WordPress Login URL | WordPress Admin URL
Last modified: June 28, 2026
The WordPress login URL is yoursite.com/wp-login.php and the admin URL is yoursite.com/wp-admin/. These two paths work on almost every WordPress installation by default, so you can use them on any site without any configuration.
If you manage multiple WordPress sites, or help clients with theirs, knowing these default URLs saves time. Both paths are case-insensitive and work with or without a trailing slash. The only exception is when a site owner has deliberately changed them using a plugin or custom code.
There is also a convenient shortcut that even experienced developers sometimes miss: WordPress will redirect /wp-admin/ to the login page automatically if you are not yet logged in, so you only need to remember one URL for both purposes. Type yoursite.com/wp-admin and WordPress handles the rest.
For sites where the login URL has been changed for security reasons, the default paths will redirect to the homepage or return a 404. See the section on custom login URLs below for how to locate or recover a changed login path.

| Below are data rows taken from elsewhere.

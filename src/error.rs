//! Error types for Litebeam
//!
//! Provides a unified error type for all operations.

use thiserror::Error;

/// Result type alias using LitebeamError
pub type Result<T> = std::result::Result<T, LitebeamError>;

/// Boxed error returned by caller-supplied schema initializers
pub type BoxError = Box<dyn std::error::Error + Send + Sync + 'static>;

/// Unified error type for Litebeam operations
#[derive(Debug, Error)]
pub enum LitebeamError {
    // -------------------------------------------------------------------------
    // I/O Errors
    // -------------------------------------------------------------------------
    #[error("IO error: {0}")]
    Io(#[from] std::io::Error),

    // -------------------------------------------------------------------------
    // Configuration Errors
    // -------------------------------------------------------------------------
    #[error("Configuration error: {0}")]
    Config(String),

    // -------------------------------------------------------------------------
    // Metadata Store Errors
    // -------------------------------------------------------------------------
    #[error("Metadata store error during {op}: {source}")]
    Metadata {
        op: &'static str,
        #[source]
        source: rusqlite::Error,
    },

    #[error("Shard {0} is not registered")]
    ShardNotFound(u32),

    // -------------------------------------------------------------------------
    // Shard Errors
    // -------------------------------------------------------------------------
    #[error("Failed to open shard {shard_id}: {source}")]
    ShardOpen {
        shard_id: u32,
        #[source]
        source: rusqlite::Error,
    },

    #[error("Failed to close shard {shard_id}: {source}")]
    ShardClose {
        shard_id: u32,
        #[source]
        source: rusqlite::Error,
    },

    #[error("Failed to create storage for shard {shard_id}: {source}")]
    ShardCreate {
        shard_id: u32,
        #[source]
        source: rusqlite::Error,
    },

    #[error("Schema initialization failed for shard {shard_id}: {source}")]
    SchemaInit {
        shard_id: u32,
        #[source]
        source: BoxError,
    },

    #[error("Failed to register shard {shard_id}: {source}")]
    ShardRegister {
        shard_id: u32,
        #[source]
        source: rusqlite::Error,
    },

    #[error("Shard limit reached: at most {max_shards} shards may exist")]
    ShardLimitReached { max_shards: u32 },
}

impl LitebeamError {
    /// Wrap a metadata store failure with the name of the operation
    pub(crate) fn metadata(op: &'static str, source: rusqlite::Error) -> Self {
        Self::Metadata { op, source }
    }

    /// True when the error is about an unknown shard identifier rather than
    /// an infrastructure failure
    pub fn is_not_found(&self) -> bool {
        matches!(self, Self::ShardNotFound(_))
    }

    /// Shard identifier the error refers to, if any
    pub fn shard_id(&self) -> Option<u32> {
        match self {
            Self::ShardNotFound(id) => Some(*id),
            Self::ShardOpen { shard_id, .. }
            | Self::ShardClose { shard_id, .. }
            | Self::ShardCreate { shard_id, .. }
            | Self::SchemaInit { shard_id, .. }
            | Self::ShardRegister { shard_id, .. } => Some(*shard_id),
            _ => None,
        }
    }
}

When the Default Login URL Does Not Work
If /wp-login.php or /wp-admin/ redirect to the homepage or return a 404, the login URL has been changed with a security plugin such as WPS Hide Login, Perfmatters, or All In One WP Security. This is a common configuration on well-maintained WordPress sites.
To find the new login URL: check the site’s installed plugins list for a “hide login” plugin (the plugin settings page will show the custom path), look in wp-config.php for any login-related constants, or contact the site administrator. If you are locked out of your own site, our guide to changing your WordPress login URL covers recovery options via FTP and cPanel.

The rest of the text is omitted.